## Work required
Which lines in the records below contain the word "regional"? Copy each one.

## Dataset extract
################

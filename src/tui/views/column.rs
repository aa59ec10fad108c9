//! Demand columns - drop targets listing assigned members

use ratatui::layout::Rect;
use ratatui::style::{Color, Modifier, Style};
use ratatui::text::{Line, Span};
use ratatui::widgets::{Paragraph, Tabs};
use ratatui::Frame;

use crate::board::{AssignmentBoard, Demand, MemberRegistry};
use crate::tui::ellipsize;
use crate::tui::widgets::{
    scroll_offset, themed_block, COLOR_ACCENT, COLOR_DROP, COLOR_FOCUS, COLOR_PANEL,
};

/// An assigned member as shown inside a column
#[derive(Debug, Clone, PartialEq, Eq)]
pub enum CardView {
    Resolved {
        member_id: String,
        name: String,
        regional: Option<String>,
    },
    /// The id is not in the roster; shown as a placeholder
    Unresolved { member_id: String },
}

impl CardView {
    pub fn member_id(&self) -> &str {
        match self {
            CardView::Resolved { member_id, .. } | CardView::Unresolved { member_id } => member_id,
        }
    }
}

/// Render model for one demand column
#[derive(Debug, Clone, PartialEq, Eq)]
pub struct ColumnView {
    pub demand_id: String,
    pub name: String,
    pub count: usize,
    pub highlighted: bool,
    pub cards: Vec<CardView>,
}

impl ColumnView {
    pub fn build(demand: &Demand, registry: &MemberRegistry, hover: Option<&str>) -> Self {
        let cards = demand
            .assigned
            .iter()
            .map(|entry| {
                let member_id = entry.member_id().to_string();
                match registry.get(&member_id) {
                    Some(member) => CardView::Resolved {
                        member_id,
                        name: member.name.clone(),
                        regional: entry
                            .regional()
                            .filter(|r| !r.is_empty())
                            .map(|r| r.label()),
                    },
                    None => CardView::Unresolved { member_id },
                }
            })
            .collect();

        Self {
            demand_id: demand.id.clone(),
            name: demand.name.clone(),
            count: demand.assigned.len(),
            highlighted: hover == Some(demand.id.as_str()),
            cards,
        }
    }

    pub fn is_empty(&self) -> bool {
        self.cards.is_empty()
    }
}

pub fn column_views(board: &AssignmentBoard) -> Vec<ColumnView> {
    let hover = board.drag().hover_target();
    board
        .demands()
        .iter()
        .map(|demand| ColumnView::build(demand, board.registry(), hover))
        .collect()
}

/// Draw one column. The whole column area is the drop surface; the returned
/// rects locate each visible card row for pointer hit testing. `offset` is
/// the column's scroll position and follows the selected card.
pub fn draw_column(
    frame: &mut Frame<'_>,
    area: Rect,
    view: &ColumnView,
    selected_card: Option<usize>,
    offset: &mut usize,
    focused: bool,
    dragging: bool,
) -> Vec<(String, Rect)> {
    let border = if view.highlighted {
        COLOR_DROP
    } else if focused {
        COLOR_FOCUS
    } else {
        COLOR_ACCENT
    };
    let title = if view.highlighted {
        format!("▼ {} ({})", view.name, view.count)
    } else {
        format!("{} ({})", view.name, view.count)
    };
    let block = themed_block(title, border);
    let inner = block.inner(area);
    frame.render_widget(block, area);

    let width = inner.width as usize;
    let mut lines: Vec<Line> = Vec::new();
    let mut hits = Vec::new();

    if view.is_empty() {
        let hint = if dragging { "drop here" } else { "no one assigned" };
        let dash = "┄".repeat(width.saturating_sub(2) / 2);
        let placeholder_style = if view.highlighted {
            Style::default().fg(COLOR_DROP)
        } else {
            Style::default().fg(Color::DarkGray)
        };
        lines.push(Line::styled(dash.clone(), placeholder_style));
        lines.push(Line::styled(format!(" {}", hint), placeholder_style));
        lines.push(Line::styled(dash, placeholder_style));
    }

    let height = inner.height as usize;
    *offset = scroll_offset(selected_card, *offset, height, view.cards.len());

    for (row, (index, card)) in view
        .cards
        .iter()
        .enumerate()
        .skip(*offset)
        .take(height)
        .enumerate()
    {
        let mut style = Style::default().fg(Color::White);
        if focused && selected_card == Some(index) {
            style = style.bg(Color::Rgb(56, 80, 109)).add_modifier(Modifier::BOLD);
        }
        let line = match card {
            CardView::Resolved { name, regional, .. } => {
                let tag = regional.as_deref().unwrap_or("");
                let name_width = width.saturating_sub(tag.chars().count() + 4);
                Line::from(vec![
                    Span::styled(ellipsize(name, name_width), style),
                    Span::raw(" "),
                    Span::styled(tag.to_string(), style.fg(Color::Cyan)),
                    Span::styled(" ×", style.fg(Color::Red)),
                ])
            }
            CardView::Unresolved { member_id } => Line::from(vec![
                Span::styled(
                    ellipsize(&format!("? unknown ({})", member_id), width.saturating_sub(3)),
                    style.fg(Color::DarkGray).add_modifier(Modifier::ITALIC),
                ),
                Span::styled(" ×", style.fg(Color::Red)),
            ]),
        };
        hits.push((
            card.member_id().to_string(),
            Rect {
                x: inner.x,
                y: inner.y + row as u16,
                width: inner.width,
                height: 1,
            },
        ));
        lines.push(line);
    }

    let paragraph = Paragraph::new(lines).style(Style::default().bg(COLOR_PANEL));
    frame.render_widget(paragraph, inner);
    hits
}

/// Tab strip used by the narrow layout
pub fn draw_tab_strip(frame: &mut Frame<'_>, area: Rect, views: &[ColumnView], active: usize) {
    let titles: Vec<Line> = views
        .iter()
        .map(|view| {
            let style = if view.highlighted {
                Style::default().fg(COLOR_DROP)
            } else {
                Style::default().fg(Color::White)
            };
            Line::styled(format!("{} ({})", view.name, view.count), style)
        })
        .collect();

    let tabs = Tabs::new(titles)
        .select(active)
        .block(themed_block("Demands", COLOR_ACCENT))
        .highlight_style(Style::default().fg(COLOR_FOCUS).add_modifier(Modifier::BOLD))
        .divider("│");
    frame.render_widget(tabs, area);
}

################

## Response area
        regional: Option<String>,
                        regional: entry
                            .regional()
            CardView::Resolved { name, regional, .. } => {
                let tag = regional.as_deref().unwrap_or("");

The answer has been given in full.